L’impression assez fascinante que peu de choses s’arrêtent, ici, ne doit pas faire oublier la réalité : comme ailleurs, peut-être plus qu’ailleurs , les forts empochent la mise ; ce sont eux qui embauchent ou utilisent les services d’une armée mexicaine -c’est le cas de le dire- pour sortir le chien de madame, tirer les enfants dans des carioles de bois sur le chemin de l’école ou pouvoir consommer à toute heure. A l’autre bout de l’échelle, aux faibles de se débrouiller. Entre les deux, la grande masse des galériens de New York, qui ramassent les miettes, dans les restaurants, comptent les billets d’un dollar dans les innombrables épiceries où la pancarte « Closed » ne tourne jamais. C’est ce chauffeur de taxi asiatique, l’air ahuri, dans la torpeur nocturne de Harlem, incrusté dans son siège, buste en avant, qui ne sait plus qui il transporte, où il va, où il est. On l’imagine, pendant ses heures sans bitume, s ‘écrouler sur son volant, et redémarrer une paire d’heures plus tard, l’esprit tout entier tendu vers le trafic. C’est l’un de ses collègues, solide gaillard noir au crâne glâbre, dans ce même Harlem de la nuit, à l’heure où les esprits s’échauffent et finissent par exploser dans une bagarre de rue, qui ne bouge pas d’un cil, contournant patiemment l’épicentre de la tornade, fenêtre passager grande ouverte. De toute part l’on accourre pour en découdre, défendre son pseudo territoire, faire le coup de poing, entre pauvres bien sûr. La routine pour le taximan.
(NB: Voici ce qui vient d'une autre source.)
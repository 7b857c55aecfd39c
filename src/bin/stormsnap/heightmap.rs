// heightmap.rs - Water surface to grayscale image

use std::path::Path;

use image::{GrayImage, ImageResult, Luma};
use storm_engine::sim::WaterSurface;

/// One pixel per vertex, heights stretched over the frame's own min..max.
pub fn to_image(water: &WaterSurface) -> GrayImage {
    let side = water.side() as u32;
    let (lo, hi) = water
        .heights()
        .fold((f32::INFINITY, f32::NEG_INFINITY), |(lo, hi), h| (lo.min(h), hi.max(h)));
    let span = (hi - lo).max(f32::EPSILON);

    GrayImage::from_fn(side, side, |x, y| {
        let h = water.height(x as usize, y as usize);
        Luma([(((h - lo) / span) * 255.0).round() as u8])
    })
}

pub fn write_png(water: &WaterSurface, path: &Path) -> ImageResult<()> {
    to_image(water).save(path)
}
C’est cette serveuse plus toute jeune d’un petit sushi bar, Indonésie-New York sans escale, les yeux plus très droits, qui nous souhaite un bon appétit – « enjoy » – de sa voix de dessin animé. Ce soir, elle fermera avant minuit, presque une incongruité. C’est ce jeune couple d’émigrants russe, plus russe tu meurs, cheveux plaqués-gominés pour lui, yeux bleu Volga pour elle, accent à couper au couteau, qui tiennent -en tout cas, ils y passent leur vie- un modeste café… italien. « Spasiba, Dasvidania » . Ce sont les « Hola ! Como esta ? » échangés avec les «employés de service» Mexicains de l’auberge de jeunesse où nous logeons, pendant que Ginette, dont on n’aura pas réussi à retrouver la trace pour lui demander si elle chante en haïtien, nous sort son français parfait, à peine rabotté par des dizaines d’années de comptoir, réception, travaux en tout genre.

C’est tout ce casting de petites mains, émargeant à quelques centaines de billets verts par mois, qui fait de New York ce qu’est New York, de Manhattan ce qu’est Manhattan, ce charme urbain qui aspire, cette énergie qui entraîne, immanquablement, là où le moindre studio avale ses 1200 dollars mensuels. A «Nueva York», comme on la prononce en espagnol, la carte postale se paye cash.